When the movie opens, Mulder (David Duchovny) himself is lost - AWOL, underground, hiding out. But Scully (Gillian Anderson), now a pediatrician, convinces him to work on one more case, if only to get him out of the house. That's right, they're living together! No more of those meaningful glances over a pool of green goo. And what Carter's done is zero in on their relationship - Mulder's need to believe, Scully's need not to and the resulting compatibility issues. Love, it turns out, is yet another unexplained phenomenon.

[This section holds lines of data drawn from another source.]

#[cfg(test)]
mod tests {
    use super::*;
    use crate::buffer::{BufferConfig, RingBuffer};
    use crate::cdr::Endian;
    use crate::properties::Properties;
    use std::sync::atomic::{AtomicUsize, Ordering};

    /// Records delivered bytes; fails once `fail_after` deliveries happened.
    struct Sink {
        got: Mutex<Vec<u8>>,
        fail_after: usize,
        failure: DataPortStatus,
        calls: AtomicUsize,
    }

    impl Sink {
        fn new(fail_after: usize, failure: DataPortStatus) -> Arc<Self> {
            Arc::new(Self {
                got: Mutex::new(Vec::new()),
                fail_after,
                failure,
                calls: AtomicUsize::new(0),
            })
        }
    }

    impl InPortConsumer for Sink {
        fn put(&self, data: &ByteData) -> DataPortStatus {
            self.calls.fetch_add(1, Ordering::SeqCst);
            let mut got = self.got.lock();
            if got.len() >= self.fail_after {
                return self.failure;
            }
            got.push(data.as_bytes()[0]);
            DataPortStatus::PortOk
        }
    }

    fn core(policy: PushPolicy, skip: usize, sink: Arc<Sink>, length: usize) -> PublisherCore {
        PublisherCore {
            info: ConnectorInfo::default(),
            consumer: sink,
            buffer: Arc::new(RingBuffer::new(BufferConfig {
                length,
                ..BufferConfig::default()
            })),
            listeners: Arc::new(ConnectorListeners::new()),
            config: PublisherConfig {
                subscription_type: SubscriptionType::Periodic,
                push_policy: policy,
                push_rate: 100.0,
                skip_count: skip,
            },
            retcode: Mutex::new(DataPortStatus::PortOk),
            push: Mutex::new(PushState { left_skip: 0 }),
        }
    }

    fn fill(core: &PublisherCore, values: std::ops::Range<u8>) {
        for v in values {
            assert_eq!(core.store(&ByteData::new(vec![v], Endian::Little)), DataPortStatus::PortOk);
        }
    }

    #[test]
    fn test_all_drains_buffer() {
        let sink = Sink::new(usize::MAX, DataPortStatus::PortError);
        let core = core(PushPolicy::All, 0, sink.clone(), 8);
        fill(&core, 0..5);
        assert_eq!(core.push(), DataPortStatus::PortOk);
        assert_eq!(*sink.got.lock(), vec![0, 1, 2, 3, 4]);
        assert_eq!(core.push(), DataPortStatus::BufferEmpty);
    }

    #[test]
    fn test_all_stops_on_first_failure() {
        let sink = Sink::new(2, DataPortStatus::SendFull);
        let core = core(PushPolicy::All, 0, sink.clone(), 8);
        fill(&core, 0..5);
        assert_eq!(core.push(), DataPortStatus::SendFull);
        assert_eq!(*sink.got.lock(), vec![0, 1]);
        assert_eq!(core.buffer.readable(), 3);
    }

    #[test]
    fn test_fifo_sends_one_per_firing() {
        let sink = Sink::new(usize::MAX, DataPortStatus::PortError);
        let core = core(PushPolicy::Fifo, 0, sink.clone(), 8);
        fill(&core, 0..3);
        core.push();
        core.push();
        assert_eq!(*sink.got.lock(), vec![0, 1]);
        assert_eq!(core.buffer.readable(), 1);
    }

    #[test]
    fn test_skip_carries_leftover_between_firings() {
        let sink = Sink::new(usize::MAX, DataPortStatus::PortError);
        let core = core(PushPolicy::Skip, 2, sink.clone(), 16);
        fill(&core, 0..4);
        core.push();
        // 0 sent, 1..=2 skipped, 3 sent, two more pending skips.
        assert_eq!(*sink.got.lock(), vec![0, 3]);
        fill(&core, 4..8);
        core.push();
        assert_eq!(*sink.got.lock(), vec![0, 3, 6]);
    }

    #[test]
    fn test_skip_zero_delivers_like_fifo() {
        let skip_sink = Sink::new(usize::MAX, DataPortStatus::PortError);
        let skip = core(PushPolicy::Skip, 0, skip_sink.clone(), 8);
        let fifo_sink = Sink::new(usize::MAX, DataPortStatus::PortError);
        let fifo = core(PushPolicy::Fifo, 0, fifo_sink.clone(), 8);
        fill(&skip, 0..6);
        fill(&fifo, 0..6);
        for tick in 1..=6 {
            skip.push();
            fifo.push();
            assert_eq!(skip_sink.got.lock().len(), tick);
            assert_eq!(*skip_sink.got.lock(), *fifo_sink.got.lock());
            assert_eq!(skip.buffer.readable(), fifo.buffer.readable());
        }
    }

    #[test]
    fn test_new_sends_latest_only() {
        let sink = Sink::new(usize::MAX, DataPortStatus::PortError);
        let core = core(PushPolicy::New, 0, sink.clone(), 8);
        fill(&core, 0..6);
        core.push();
        assert_eq!(*sink.got.lock(), vec![5]);
        assert!(core.buffer.empty());
    }

    #[test]
    fn test_connection_lost_is_sticky() {
        let sink = Sink::new(0, DataPortStatus::ConnectionLost);
        let core = core(PushPolicy::Fifo, 0, sink.clone(), 8);
        fill(&core, 0..2);
        assert_eq!(core.push(), DataPortStatus::ConnectionLost);
        let calls = sink.calls.load(Ordering::SeqCst);
        assert_eq!(core.store(&ByteData::default()), DataPortStatus::ConnectionLost);
        assert_eq!(core.push(), DataPortStatus::ConnectionLost);
        assert_eq!(sink.calls.load(Ordering::SeqCst), calls);
    }

    #[test]
    fn test_config_parsing() {
        let mut info = ConnectorInfo::default();
        let cfg = PublisherConfig::from_info(&info).expect("defaults");
        assert_eq!(cfg.subscription_type, SubscriptionType::Flush);
        assert_eq!(cfg.push_policy, PushPolicy::New);

        info.properties = Properties::from_pairs(&[
            ("subscription_type", "periodic"),
            ("push_policy", "skip"),
            ("push_rate", "20.0"),
            ("skip_count", "3"),
        ]);
        let cfg = PublisherConfig::from_info(&info).expect("parse");
        assert_eq!(cfg.push_policy, PushPolicy::Skip);
        assert_eq!(cfg.skip_count, 3);
        assert_eq!(cfg.push_rate, 20.0);

        info.properties.set_property("push_rate", "0");
        assert!(PublisherConfig::from_info(&info).is_err());
    }

    #[test]
    fn test_periodic_publisher_delivers_and_stops() {
        let sink = Sink::new(usize::MAX, DataPortStatus::PortError);
        let info = ConnectorInfo {
            properties: Properties::from_pairs(&[
                ("subscription_type", "periodic"),
                ("push_policy", "all"),
                ("push_rate", "200"),
            ]),
            ..ConnectorInfo::default()
        };
        let config = PublisherConfig::from_info(&info).expect("config");
        let publisher = create_publisher(
            config,
            info,
            sink.clone(),
            Arc::new(RingBuffer::new(BufferConfig::default())),
            Arc::new(ConnectorListeners::new()),
        );
        publisher.activate().expect("activate");
        for v in 0..4u8 {
            publisher.write(&ByteData::new(vec![v], Endian::Little));
        }
        let deadline = std::time::Instant::now() + Duration::from_secs(2);
        while sink.got.lock().len() < 4 && std::time::Instant::now() < deadline {
            std::thread::sleep(Duration::from_millis(2));
        }
        publisher.deactivate();
        assert!(!publisher.is_active());
        assert_eq!(*sink.got.lock(), vec![0, 1, 2, 3]);
    }
}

But so, at first, is the disappearance of several young women, including an FBI agent. And the reason Mulder's brought back in is because a defrocked priest (well played by Billy Connolly) is having visions of their whereabouts. Psychic connection or fraud? What do you think? Either way, the explanation is suitably sordid, and the movie really sinks its teeth into issues like guilt and redemption, forgiveness and belief. "Seeing is believing," Scully would say, but sometimes you have to believe to see. And although I was never that big a fan of the show and thought the first movie was only okay, this one made a believer out of me.